The Co-op has begun a three-year plan to steady the business after deep problems emerged in 2013 with its bank, which it has since largely sold off.
In 2014, it made a net profit of £216m selling its pharmacy chain and farms.
Chief executive Richard Pennycock said without the proceeds of the sales the group would have, "at best, broken even".
He said the organisation had made good progress reducing its costs, which had fallen from £176m to £146m and it had also cut its debts from £1.4bn to £808m.
Co-op Group chairman Allan Leighton told the BBC that the business had strayed a long way: 'We lost the heart of what the Co-op was. I mean look at what's happened to the business, it's terrible.
"The Co-op did used to stand for something and it was in the community, membership was important. Co-operation was important, but we've had unco-operation, we should have been called the unco-operative.
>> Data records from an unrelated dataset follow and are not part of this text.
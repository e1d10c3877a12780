use colored::Colorize;
use graphparse::ParseError;
use std::fmt;
use std::process;

/// Exit codes for the CLI.
pub const EXIT_ERROR: i32 = 1;
pub const EXIT_USAGE: i32 = 2;

/// Unified error type for CLI operations.
pub enum CliError {
    /// The document could not be parsed.
    Parse(String),
    /// Configuration file issues.
    Config(String),
    /// Unreadable input.
    Input(String),
    /// Argument / usage errors.
    Usage(String),
}

impl fmt::Display for CliError {
    fn fmt(&self, f: &mut fmt::Formatter<'_>) -> fmt::Result {
        match self {
            CliError::Parse(msg) => write!(f, "{} {msg}", "error:".red().bold()),
            CliError::Config(msg) => write!(f, "{} {msg}", "error:".red().bold()),
            CliError::Input(msg) => write!(f, "{} {msg}", "error:".red().bold()),
            CliError::Usage(msg) => write!(
                f,
                "{} {msg}\n  {} run 'graphparse --list-formats' to see the handled content types",
                "error:".red().bold(),
                "help:".cyan().bold(),
            ),
        }
    }
}

impl fmt::Debug for CliError {
    fn fmt(&self, f: &mut fmt::Formatter<'_>) -> fmt::Result {
        fmt::Display::fmt(self, f)
    }
}

impl CliError {
    /// Error for a parse fault in the document read from `source`
    pub fn from_fault(fault: &ParseError, source: &str) -> Self {
        match fault.root() {
            ParseError::UnsupportedFormat(_) => CliError::Usage(fault.to_string()),
            _ => CliError::Parse(format!("failed to parse {source}: {fault}")),
        }
    }
}

impl From<ParseError> for CliError {
    fn from(e: ParseError) -> Self {
        CliError::from_fault(&e, "input")
    }
}

impl From<std::io::Error> for CliError {
    fn from(e: std::io::Error) -> Self {
        CliError::Input(e.to_string())
    }
}

impl From<toml::de::Error> for CliError {
    fn from(e: toml::de::Error) -> Self {
        CliError::Config(format!("invalid config: {e}"))
    }
}

/// Print error and exit with the appropriate code.
pub fn exit_with_error(err: CliError) -> ! {
    eprintln!("{err}");
    let code = match &err {
        CliError::Usage(_) => EXIT_USAGE,
        _ => EXIT_ERROR,
    };
    process::exit(code)
}

pub type CliResult<T> = std::result::Result<T, CliError>;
Because that's the reality of where we've been."
The Co-op is the country's largest mutually-owned organisation with more than eight million members, who share in the profits of the business.
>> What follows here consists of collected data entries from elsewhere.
//! RDFa 1.1 walker for HTML and XHTML element trees.
//!
//! Handles `vocab`, `prefix`, `xmlns:*`, `lang` / `xml:lang`, `about`,
//! `resource`, `href`, `src`, `typeof`, `property`, `rel`, `rev`,
//! `content` and `datatype`, plus the HTML `<base href>` element.
//! Property copying (`rdfa:Pattern`) and `inlist` are not supported.

use std::collections::HashMap;

use graphparse_ir::{iri, Datatype, GraphSink, TermId};
use graphparse_vocab::rdf;
use tracing::trace;

use crate::document::{Element, XmlDocument};
use crate::error::Result;

/// Prefixes every RDFa document starts with
const INITIAL_PREFIXES: &[(&str, &str)] = &[
    ("rdf", "http://www.w3.org/1999/02/22-rdf-syntax-ns#"),
    ("rdfs", "http://www.w3.org/2000/01/rdf-schema#"),
    ("xsd", "http://www.w3.org/2001/XMLSchema#"),
    ("owl", "http://www.w3.org/2002/07/owl#"),
    ("dc", "http://purl.org/dc/terms/"),
    ("foaf", "http://xmlns.com/foaf/0.1/"),
    ("schema", "http://schema.org/"),
    ("skos", "http://www.w3.org/2004/02/skos/core#"),
];

/// Namespace of the unprefixed `:term` CURIE form
const XHTML_VOCAB: &str = "http://www.w3.org/1999/xhtml/vocab#";

/// A predicate waiting for the next subject found below its element
#[derive(Clone, Copy, Debug)]
enum Incomplete {
    Forward(TermId),
    Reverse(TermId),
}

/// Evaluation context handed from an element to its children
#[derive(Clone, Debug)]
struct Context {
    base: Option<String>,
    parent_subject: Option<TermId>,
    parent_object: Option<TermId>,
    incomplete: Vec<Incomplete>,
    prefixes: HashMap<String, String>,
    vocab: Option<String>,
    lang: Option<String>,
}

enum Resource {
    Iri(String),
    Blank(String),
}

/// Walk an (X)HTML document for RDFa statements.
///
/// `base` is the document location; an HTML `<base href>` overrides it.
pub fn parse_rdfa<S: GraphSink>(doc: &XmlDocument, base: Option<&str>, sink: &mut S) -> Result<()> {
    let root = doc.root();
    let mut base = base.filter(|b| !b.is_empty()).map(str::to_string);
    if let Some(href) = root
        .find(&|e| e.local_name() == "base" && e.attr("href").is_some())
        .and_then(|e| e.attr("href"))
    {
        base = Some(iri::resolve_opt(base.as_deref(), href)?);
    }

    let context = Context {
        parent_subject: None,
        parent_object: None,
        incomplete: Vec::new(),
        prefixes: INITIAL_PREFIXES
            .iter()
            .map(|(p, ns)| (p.to_string(), ns.to_string()))
            .collect(),
        vocab: None,
        lang: None,
        base,
    };

    let mut walker = Walker { sink };
    walker.element(root, &context, true)
}

struct Walker<'a, S> {
    sink: &'a mut S,
}

impl<S: GraphSink> Walker<'_, S> {
    fn element(&mut self, el: &Element, parent: &Context, is_root: bool) -> Result<()> {
        let mut ctx = parent.clone();
        self.update_mappings(el, &mut ctx)?;

        let rel = self.predicates(el.attr("rel"), &ctx);
        let rev = self.predicates(el.attr("rev"), &ctx);
        let has_links = el.attr("rel").is_some() || el.attr("rev").is_some();
        let property = el.attr("property");
        let types = self.predicates(el.attr("typeof"), &ctx);
        let has_typeof = el.attr("typeof").is_some();

        let about = self.attr_resource(el, "about", &ctx)?;
        let linked = match self.attr_resource(el, "resource", &ctx)? {
            Some(r) => Some(r),
            None => match self.attr_iri(el, "href", &ctx)? {
                Some(r) => Some(r),
                None => self.attr_iri(el, "src", &ctx)?,
            },
        };

        let mut new_subject = None;
        let mut object_resource = None;
        let mut typed_resource = None;
        let mut skip = false;

        if !has_links {
            if property.is_some() && el.attr("content").is_none() && el.attr("datatype").is_none() {
                new_subject = about.or(if is_root { self.base_term(&ctx) } else { None });
                if new_subject.is_none() {
                    new_subject = parent.parent_object;
                }
                if has_typeof {
                    typed_resource = match about {
                        Some(about) => Some(about),
                        None => Some(linked.unwrap_or_else(|| self.sink.term_blank(None))),
                    };
                    object_resource = typed_resource;
                }
            } else {
                new_subject = about.or(linked);
                if new_subject.is_none() && has_typeof {
                    new_subject = Some(self.sink.term_blank(None));
                }
                if new_subject.is_none() && is_root {
                    new_subject = self.base_term(&ctx);
                }
                if new_subject.is_none() {
                    new_subject = parent.parent_object;
                    skip = property.is_none();
                }
                if has_typeof {
                    typed_resource = new_subject;
                }
            }
        } else {
            new_subject = about.or(if is_root { self.base_term(&ctx) } else { None });
            if about.is_some() && has_typeof {
                typed_resource = new_subject;
            }
            if new_subject.is_none() {
                new_subject = parent.parent_object;
            }
            object_resource = linked;
            if object_resource.is_none() && has_typeof && about.is_none() {
                object_resource = Some(self.sink.term_blank(None));
                typed_resource = object_resource;
            }
        }

        if let Some(typed) = typed_resource {
            let rdf_type = self.sink.term_iri(rdf::TYPE);
            for class in &types {
                self.sink.emit_triple(typed, rdf_type, *class);
            }
        }

        // a new subject completes whatever the ancestors left dangling
        if let (Some(subject), false) = (new_subject, skip) {
            if let Some(parent_subject) = parent.parent_subject {
                for pending in &parent.incomplete {
                    match *pending {
                        Incomplete::Forward(p) => self.sink.emit_triple(parent_subject, p, subject),
                        Incomplete::Reverse(p) => self.sink.emit_triple(subject, p, parent_subject),
                    }
                }
            }
        }

        let mut incomplete = Vec::new();
        if let (Some(subject), Some(object)) = (new_subject, object_resource) {
            for p in &rel {
                self.sink.emit_triple(subject, *p, object);
            }
            for p in &rev {
                self.sink.emit_triple(object, *p, subject);
            }
        } else if has_links {
            incomplete.extend(rel.iter().map(|p| Incomplete::Forward(*p)));
            incomplete.extend(rev.iter().map(|p| Incomplete::Reverse(*p)));
        }

        if let (Some(subject), Some(_)) = (new_subject, property) {
            let predicates = self.predicates(property, &ctx);
            if !predicates.is_empty() {
                let object = self.property_value(el, &ctx, has_links, linked, typed_resource, about)?;
                for p in predicates {
                    self.sink.emit_triple(subject, p, object);
                }
            }
        }

        let child_ctx = if skip {
            ctx
        } else {
            Context {
                parent_subject: new_subject.or(parent.parent_subject),
                parent_object: object_resource.or(new_subject).or(parent.parent_subject),
                incomplete: if has_links && object_resource.is_none() {
                    incomplete
                } else {
                    Vec::new()
                },
                ..ctx
            }
        };

        for child in el.elements() {
            self.element(child, &child_ctx, false)?;
        }
        Ok(())
    }

    fn update_mappings(&mut self, el: &Element, ctx: &mut Context) -> Result<()> {
        if let Some(vocab) = el.attr("vocab") {
            ctx.vocab = if vocab.is_empty() {
                None
            } else {
                Some(iri::resolve_opt(ctx.base.as_deref(), vocab)?)
            };
        }
        for (key, value) in &el.attributes {
            if let Some(prefix) = key.strip_prefix("xmlns:") {
                ctx.prefixes.insert(prefix.to_ascii_lowercase(), value.clone());
            }
        }
        if let Some(declared) = el.attr("prefix") {
            let mut parts = declared.split_whitespace();
            while let (Some(name), Some(ns)) = (parts.next(), parts.next()) {
                if let Some(name) = name.strip_suffix(':') {
                    ctx.prefixes.insert(name.to_ascii_lowercase(), ns.to_string());
                }
            }
        }
        if let Some(lang) = el.attr("xml:lang").or(el.attr("lang")) {
            ctx.lang = Some(lang.to_string()).filter(|l| !l.is_empty());
        }
        Ok(())
    }

    fn base_term(&mut self, ctx: &Context) -> Option<TermId> {
        let base = ctx.base.as_deref()?;
        Some(self.sink.term_iri(base))
    }

    fn resource_term(&mut self, resource: Resource) -> TermId {
        match resource {
            Resource::Iri(iri) => self.sink.term_iri(&iri),
            Resource::Blank(label) => self.sink.term_blank(Some(&label)),
        }
    }

    /// `about` and `resource`: safe CURIE, CURIE or IRI
    fn attr_resource(&mut self, el: &Element, name: &str, ctx: &Context) -> Result<Option<TermId>> {
        let Some(value) = el.attr(name) else {
            return Ok(None);
        };
        if let Some(inner) = value.strip_prefix('[').and_then(|v| v.strip_suffix(']')) {
            return Ok(curie(inner, ctx).map(|r| self.resource_term(r)));
        }
        if let Some(resource) = curie(value, ctx) {
            return Ok(Some(self.resource_term(resource)));
        }
        let iri = iri::resolve_opt(ctx.base.as_deref(), value)?;
        Ok(Some(self.sink.term_iri(&iri)))
    }

    /// `href` and `src`: plain IRIs
    fn attr_iri(&mut self, el: &Element, name: &str, ctx: &Context) -> Result<Option<TermId>> {
        match el.attr(name) {
            Some(value) => {
                let iri = iri::resolve_opt(ctx.base.as_deref(), value)?;
                Ok(Some(self.sink.term_iri(&iri)))
            }
            None => Ok(None),
        }
    }

    /// Whitespace separated terms, CURIEs or absolute IRIs
    fn predicates(&mut self, value: Option<&str>, ctx: &Context) -> Vec<TermId> {
        let Some(value) = value else {
            return Vec::new();
        };
        let mut out = Vec::new();
        for token in value.split_whitespace() {
            let resolved = if token.contains(':') {
                curie(token, ctx).or_else(|| {
                    iri::is_absolute(token).then(|| Resource::Iri(token.to_string()))
                })
            } else {
                ctx.vocab
                    .as_ref()
                    .map(|vocab| Resource::Iri(format!("{vocab}{token}")))
            };
            match resolved {
                // blank nodes are not allowed as predicates
                Some(Resource::Iri(iri)) => out.push(self.sink.term_iri(&iri)),
                Some(Resource::Blank(_)) | None => trace!(token, "ignoring unresolvable RDFa term"),
            }
        }
        out
    }

    fn property_value(
        &mut self,
        el: &Element,
        ctx: &Context,
        has_links: bool,
        linked: Option<TermId>,
        typed_resource: Option<TermId>,
        about: Option<TermId>,
    ) -> Result<TermId> {
        let datatype = match el.attr("datatype") {
            Some("") => Some(None),
            Some(dt) => Some(match curie(dt, ctx) {
                Some(Resource::Iri(iri)) => Some(iri),
                _ if dt.contains(':') => Some(dt.to_string()),
                _ => ctx.vocab.as_ref().map(|v| format!("{v}{dt}")),
            }),
            None => None,
        };

        if let Some(dt) = datatype.clone().flatten().map(Datatype::from_iri) {
            if dt.is_markup() {
                let value = el
                    .attr("content")
                    .map(str::to_string)
                    .unwrap_or_else(|| el.inner_xml());
                return Ok(self.sink.term_literal(&value, dt, None));
            }
        }

        if let Some(content) = el.attr("content") {
            return Ok(self.literal(content, datatype.flatten(), ctx));
        }

        if datatype.is_none() && !has_links {
            if let Some(object) = linked {
                return Ok(object);
            }
            if let (Some(typed), None) = (typed_resource, about) {
                return Ok(typed);
            }
        }

        Ok(self.literal(&el.text(), datatype.flatten(), ctx))
    }

    fn literal(&mut self, value: &str, datatype: Option<String>, ctx: &Context) -> TermId {
        match (datatype, &ctx.lang) {
            (Some(dt), _) => self.sink.term_literal(value, Datatype::from_iri(dt), None),
            (None, Some(lang)) => self
                .sink
                .term_literal(value, Datatype::rdf_lang_string(), Some(lang)),
            (None, None) => self.sink.term_literal(value, Datatype::xsd_string(), None),
        }
    }
}

/// Resolve `prefix:reference` or `_:label` with the in-scope prefixes
fn curie(value: &str, ctx: &Context) -> Option<Resource> {
    let (prefix, reference) = value.split_once(':')?;
    if reference.starts_with("//") {
        return None;
    }
    if prefix == "_" {
        return Some(Resource::Blank(reference.to_string()));
    }
    if prefix.is_empty() {
        return Some(Resource::Iri(format!("{XHTML_VOCAB}{reference}")));
    }
    ctx.prefixes
        .get(&prefix.to_ascii_lowercase())
        .map(|ns| Resource::Iri(format!("{ns}{reference}")))
}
It is the UK's fifth-largest food retailer with almost 2,800 stores. In the last year, the group added 82 convenience stores and refurbished more than 700 stores. It plans to expand by adding another 100 outlets this year.
But despite the improving performance, the business warned it would not be paying a dividend to its members until 2018.
Last year, the Co-op recorded a net loss of £2.3bn, once one-off losses relating to its bank and its then-owned Somerfield business were taken into account.
It was forced to divest itself of a large chunk of the bank to a number of private investors, largely hedge funds, and now owns just 20% of that business.
That prompted a review by Lord Myners in which he called the group "manifestly dysfunctional" and recommended a major shake-up in its organisational structure.
Co-op members will also get the chance to vote on whether the group should continue to make donations to political parties.
BBC business editor Kamal Ahmed says that in effect, the board is asking the members of the Co-operative Group whether they want to continue financially supporting the Co-operative Party.
The Co-op Party includes among its members a number of prominent Labour MPs such as Ed Balls, Stella Creasy and Chris Leslie. They stand as candidates of both the Co-operative Party and the Labour Party.
Our business editor points out that the board has "carefully not given a view. But it is interesting to note that the new Co-op chairman, Allan Leighton, did sign a letter backing Labour in 2001".